Caltex Australia Limited (ASX: CTX) could be a big mover today after reporting a big cut to its dividend and profit in 1H19. Here’s what you need to know.
About Caltex
Caltex is a well-known oil refiner and fuel marketer. The multi-billion-dollar company operates in the petroleum industry by buying, refining and distributing fuel products throughout Australia. It’s been in the business for more than 100 years.
The Numbers
Caltex reported revenue growth of 1% to $10,309 million in the period ended 30th June 2019. Net profit after tax (NPAT) was reported as $155 million, representing a decline of 59% from 1H18. According to Bell Potter, the consensus analyst estimate was $181 million.
In terms of sales volumes, Convenience Retail fell from 2.46 billion litres (BL) in 1H18 to 2.42 BL in 1H19. Australia Wholesale volumes also declined from 5.96 BL to 5.69 BL, while International volumes suffered the largest percentage decline of 16.3% from 1.78 BL to 1.49 BL.

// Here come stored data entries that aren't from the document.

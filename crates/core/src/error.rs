#[derive(thiserror::Error, Debug)]
pub enum Error {
    #[error("malformed response: {0}")]
    MalformedResponse(String),

    #[error("incomplete entry: {0}")]
    IncompleteEntry(String),

    #[error("front matter error: {0}")]
    FrontMatter(String),
}
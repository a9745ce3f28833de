//! Remote transport for the blog AtomPub endpoint and the Fotolife
//! image-upload side channel. Calls are sequential and blocking from the
//! caller's point of view; there is no retry or timeout layer beyond what
//! reqwest provides.

use std::path::Path;

use base64::engine::general_purpose::STANDARD;
use base64::Engine as _;
use reqwest::header::{CONTENT_TYPE, LOCATION};
use reqwest::StatusCode;

use hatena_md_core::atom;
use hatena_md_core::entry::{Entry, EntrySummary};
use hatena_md_core::wsse;

use crate::config::Credentials;
use crate::error::Error;
use crate::images::ImageUploader;

const FOTOLIFE_ENDPOINT: &str = "https://f.hatena.ne.jp/atom/post";

pub struct HatenaClient {
    http: reqwest::Client,
    credentials: Credentials,
}

impl HatenaClient {
    pub fn new(credentials: Credentials) -> Result<Self, Error> {
        let http = reqwest::Client::builder()
            .build()
            .map_err(|e| Error::Network(e.to_string()))?;
        Ok(Self { http, credentials })
    }

    fn atom_endpoint(&self) -> String {
        format!(
            "https://blog.hatena.ne.jp/{}/{}/atom",
            self.credentials.hatena_id, self.credentials.blog_id
        )
    }

    /// Create a new entry; returns the id assigned by the remote side.
    pub async fn create_entry(
        &self,
        title: &str,
        body: &str,
        categories: &[String],
        draft: bool,
    ) -> Result<String, Error> {
        let payload = atom::build_entry_xml(
            &self.credentials.hatena_id,
            title,
            body,
            categories,
            draft,
        );

        let response = self
            .http
            .post(format!("{}/entry", self.atom_endpoint()))
            .basic_auth(&self.credentials.hatena_id, Some(&self.credentials.api_key))
            .header(CONTENT_TYPE, "application/xml")
            .body(payload)
            .send()
            .await
            .map_err(|e| Error::Network(e.to_string()))?;

        if response.status() != StatusCode::CREATED {
            return Err(api_error(response).await);
        }

        response
            .headers()
            .get(LOCATION)
            .and_then(|v| v.to_str().ok())
            .and_then(atom::entry_id_from_location)
            .ok_or_else(|| {
                Error::Core(hatena_md_core::Error::MalformedResponse(
                    "create response carries no entry location".to_string(),
                ))
            })
    }

    pub async fn update_entry(
        &self,
        entry_id: &str,
        title: &str,
        body: &str,
        categories: &[String],
        draft: bool,
    ) -> Result<(), Error> {
        let payload = atom::build_entry_xml(
            &self.credentials.hatena_id,
            title,
            body,
            categories,
            draft,
        );

        let response = self
            .http
            .put(format!("{}/entry/{}", self.atom_endpoint(), entry_id))
            .basic_auth(&self.credentials.hatena_id, Some(&self.credentials.api_key))
            .header(CONTENT_TYPE, "application/xml")
            .body(payload)
            .send()
            .await
            .map_err(|e| Error::Network(e.to_string()))?;

        if response.status() != StatusCode::OK {
            return Err(api_error(response).await);
        }
        Ok(())
    }

    pub async fn get_entry(&self, entry_id: &str) -> Result<Entry, Error> {
        let response = self
            .http
            .get(format!("{}/entry/{}", self.atom_endpoint(), entry_id))
            .basic_auth(&self.credentials.hatena_id, Some(&self.credentials.api_key))
            .send()
            .await
            .map_err(|e| Error::Network(e.to_string()))?;

        if response.status() != StatusCode::OK {
            return Err(api_error(response).await);
        }

        let body = response
            .text()
            .await
            .map_err(|e| Error::Network(e.to_string()))?;

        let mut entry = atom::parse_entry(&body)?;
        // The request id is authoritative; the <id> tag may be absent.
        entry.id = Some(entry_id.to_string());
        Ok(entry)
    }

    pub async fn list_entries(&self, limit: Option<usize>) -> Result<Vec<EntrySummary>, Error> {
        let response = self
            .http
            .get(format!("{}/entry", self.atom_endpoint()))
            .basic_auth(&self.credentials.hatena_id, Some(&self.credentials.api_key))
            .send()
            .await
            .map_err(|e| Error::Network(e.to_string()))?;

        if response.status() != StatusCode::OK {
            return Err(api_error(response).await);
        }

        let body = response
            .text()
            .await
            .map_err(|e| Error::Network(e.to_string()))?;

        let mut entries = atom::parse_feed(&body)?;
        if let Some(limit) = limit {
            entries.truncate(limit);
        }
        Ok(entries)
    }

    /// Upload one image to Fotolife; returns the `[f:id:...]` embed token.
    pub async fn upload_image(&self, path: &Path) -> Result<String, Error> {
        let bytes = std::fs::read(path)
            .map_err(|e| Error::FileNotFound(format!("{}: {e}", path.display())))?;

        let file_name = path
            .file_name()
            .map(|n| n.to_string_lossy().into_owned())
            .unwrap_or_else(|| path.display().to_string());
        let payload = atom::build_upload_xml(
            &file_name,
            mime_for_path(path),
            &STANDARD.encode(&bytes),
        );

        let nonce: [u8; 16] = rand::random();
        let created = chrono::Utc::now().format("%Y-%m-%dT%H:%M:%SZ").to_string();
        let header = wsse::header(
            &self.credentials.hatena_id,
            &self.credentials.api_key,
            &nonce,
            &created,
        );

        let response = self
            .http
            .post(FOTOLIFE_ENDPOINT)
            .header(CONTENT_TYPE, "application/xml")
            .header("X-WSSE", header)
            .body(payload)
            .send()
            .await
            .map_err(|e| Error::Network(e.to_string()))?;

        if response.status() != StatusCode::CREATED {
            return Err(api_error(response).await);
        }

        let body = response
            .text()
            .await
            .map_err(|e| Error::Network(e.to_string()))?;

        Ok(atom::parse_upload_response(&body)?)
    }
}

impl ImageUploader for HatenaClient {
    async fn upload(&self, path: &Path) -> Result<String, Error> {
        self.upload_image(path).await
    }
}

async fn api_error(response: reqwest::Response) -> Error {
    let status = response.status().as_u16();
    let body = response.text().await.unwrap_or_default();
    Error::Api { status, body }
}

fn mime_for_path(path: &Path) -> &'static str {
    let ext = path
        .extension()
        .map(|e| e.to_string_lossy().to_lowercase())
        .unwrap_or_default();
    match ext.as_str() {
        "png" => "image/png",
        "jpg" | "jpeg" => "image/jpeg",
        "gif" => "image/gif",
        "bmp" => "image/bmp",
        "webp" => "image/webp",
        "svg" => "image/svg+xml",
        _ => "application/octet-stream",
    }
}

#[cfg(test)]
mod tests {
    use super::*;

    #[test]
    fn test_mime_for_path() {
        assert_eq!(mime_for_path(Path::new("a/b.PNG")), "image/png");
        assert_eq!(mime_for_path(Path::new("x.jpeg")), "image/jpeg");
        assert_eq!(mime_for_path(Path::new("noext")), "application/octet-stream");
    }

    #[test]
    fn test_endpoint_is_derived_from_credentials() {
        let client = HatenaClient::new(Credentials {
            hatena_id: "someone".to_string(),
            blog_id: "someone.hatenablog.com".to_string(),
            api_key: "key".to_string(),
        })
        .unwrap();
        assert_eq!(
            client.atom_endpoint(),
            "https://blog.hatena.ne.jp/someone/someone.hatenablog.com/atom"
        );
    }
}
use crate::config::constants::{
    ASSIGN_ROLES_SFT_MINTER_GAS_LIMIT, CREATE_SFT_MINTER_GAS_LIMIT, ISSUE_SFT_MINTER_GAS_LIMIT,
    ISSUE_SFT_MINTER_VALUE,
};
use crate::core::dispatch::MinterCommand;
use crate::core::fields::{
    CreateSftArgs, IssueCollectionArgs, CREATE_SFT_FIELDS, ISSUE_COLLECTION_FIELDS,
};
use crate::core::prompt::{self, Answers, FieldSpec};
use crate::core::{pipeline, transactions};
use crate::domain::model::{Balance, SmartContract, TransactionOutcome, TransactionPayload};
use crate::domain::ports::{ContractAddressResolver, Prompter, SessionSetup};
use crate::utils::error::Result;

#[derive(Debug)]
pub enum FlowOutcome {
    Submitted(TransactionOutcome),
    /// Input ended or the operator did not confirm. Nothing was sent.
    Aborted,
    /// Printed error message; the flow is not retried.
    Failed(String),
}

impl FlowOutcome {
    pub fn exit_code(&self) -> i32 {
        match self {
            FlowOutcome::Submitted(_) | FlowOutcome::Aborted => 0,
            FlowOutcome::Failed(_) => 1,
        }
    }
}

/// Runs one interactive flow per subcommand:
/// prompts, confirmation, session, build, submit.
pub struct SftMinter<P, R, S> {
    prompter: P,
    resolver: R,
    setup: S,
}

impl<P, R, S> SftMinter<P, R, S>
where
    P: Prompter,
    R: ContractAddressResolver,
    S: SessionSetup,
{
    pub fn new(prompter: P, resolver: R, setup: S) -> Self {
        Self {
            prompter,
            resolver,
            setup,
        }
    }

    pub fn prompter(&self) -> &P {
        &self.prompter
    }

    pub async fn run(&mut self, command: MinterCommand) -> FlowOutcome {
        tracing::info!("Running {}", command);
        match command {
            MinterCommand::IssueCollectionToken => self.issue_collection_token().await,
            MinterCommand::SetRoles => self.set_roles().await,
            MinterCommand::Create => self.create().await,
        }
    }

    /// Issues the collection token the SFTs are minted under.
    pub async fn issue_collection_token(&mut self) -> FlowOutcome {
        self.execute(&ISSUE_COLLECTION_FIELDS, |answers, contract| {
            let args = IssueCollectionArgs::from_answers(answers)?;
            Ok(transactions::issue_collection_transaction(
                contract,
                ISSUE_SFT_MINTER_GAS_LIMIT,
                Balance::from_egld(ISSUE_SFT_MINTER_VALUE)?,
                &args.token_name,
                &args.token_ticker,
            ))
        })
        .await
    }

    /// Only asks for confirmation; the call has no arguments.
    pub async fn set_roles(&mut self) -> FlowOutcome {
        self.execute(&[], |_, contract| {
            Ok(transactions::assign_roles_transaction(
                contract,
                ASSIGN_ROLES_SFT_MINTER_GAS_LIMIT,
            ))
        })
        .await
    }

    /// Mints a new SFT under the issued collection.
    pub async fn create(&mut self) -> FlowOutcome {
        self.execute(&CREATE_SFT_FIELDS, |answers, contract| {
            let args = CreateSftArgs::from_answers(answers)?;
            Ok(transactions::create_sft_transaction(
                contract,
                CREATE_SFT_MINTER_GAS_LIMIT,
                &args.display_name,
                Balance::from_egld(&args.selling_price)?,
                &args.metadata_ipfs_cid,
                &args.metadata_ipfs_file_name,
                args.initial_supply,
                args.royalties,
                &args.tags,
                &args.uris,
            ))
        })
        .await
    }

    async fn execute<F>(&mut self, fields: &[FieldSpec], build: F) -> FlowOutcome
    where
        F: FnOnce(&Answers, &SmartContract) -> Result<TransactionPayload>,
    {
        match self.try_execute(fields, build).await {
            Ok(Some(outcome)) => FlowOutcome::Submitted(outcome),
            Ok(None) => {
                tracing::info!("Aborted before anything was sent");
                FlowOutcome::Aborted
            }
            Err(e) => {
                // 只回報一次，不重試
                tracing::error!("Flow failed: {}", e);
                tracing::debug!("Recovery suggestion: {}", e.recovery_suggestion());
                eprintln!("❌ {}", e);
                FlowOutcome::Failed(e.to_string())
            }
        }
    }

    async fn try_execute<F>(
        &mut self,
        fields: &[FieldSpec],
        build: F,
    ) -> Result<Option<TransactionOutcome>>
    where
        F: FnOnce(&Answers, &SmartContract) -> Result<TransactionPayload>,
    {
        // 逐欄詢問，輸入結束即中止
        let Some(answers) = prompt::collect(&mut self.prompter, fields)? else {
            return Ok(None);
        };
        // 最後確認，未確認則不送出任何東西
        if !prompt::confirm(&mut self.prompter)? {
            return Ok(None);
        }

        // 取得合約地址並建立連線
        let address = self.resolver.resolve()?;
        let mut session = self.setup.setup(&address).await?;
        // 組裝交易內容
        let payload = build(&answers, &session.contract)?;

        // 簽名、送出並等待結果
        println!("Processing the transaction...");
        let outcome = pipeline::submit(
            payload,
            &mut session.account,
            session.signer.as_ref(),
            session.provider.as_ref(),
        )
        .await?;

        println!("✅ Transaction completed");
        println!("Transaction link: {}", session.transaction_link(&outcome.hash));
        Ok(Some(outcome))
    }
}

On a historical cost basis, basic earnings per share (EPS) fell from 146.7 cents per share to 60.6 cps.
Dividends
Caltex declared a fully franked interim dividend of 32 cps, representing a 59% payout ratio. This is down around 43.8% from the FY18 interim dividend of 57 cps.
Management Commentary
Caltex CEO and Managing Director Julian Segal described the result as disappointing and outlined some of the reasons results were down.
“Economic weakness, soft retail fuel margins, lower refining margins and outages have impacted our performance,” he said.
“We are responding to the tough conditions through a focus on capital discipline and by sustainably reducing our cost base.”
Outlook
In response to the difficult operating environment, Caltex has put in place a cost-out program which will deliver a $100 million per annum reduction in operating costs by the end of 2020.
Caltex also lowered its FY19 capex guidance from a range of $320 million – $385 million to around $300 million.
Despite the cost cuts, I won’t be buying Caltex shares today. This commodity-based business is too unpredictable, and I think there are better growth options, like the companies mentioned in the free report below.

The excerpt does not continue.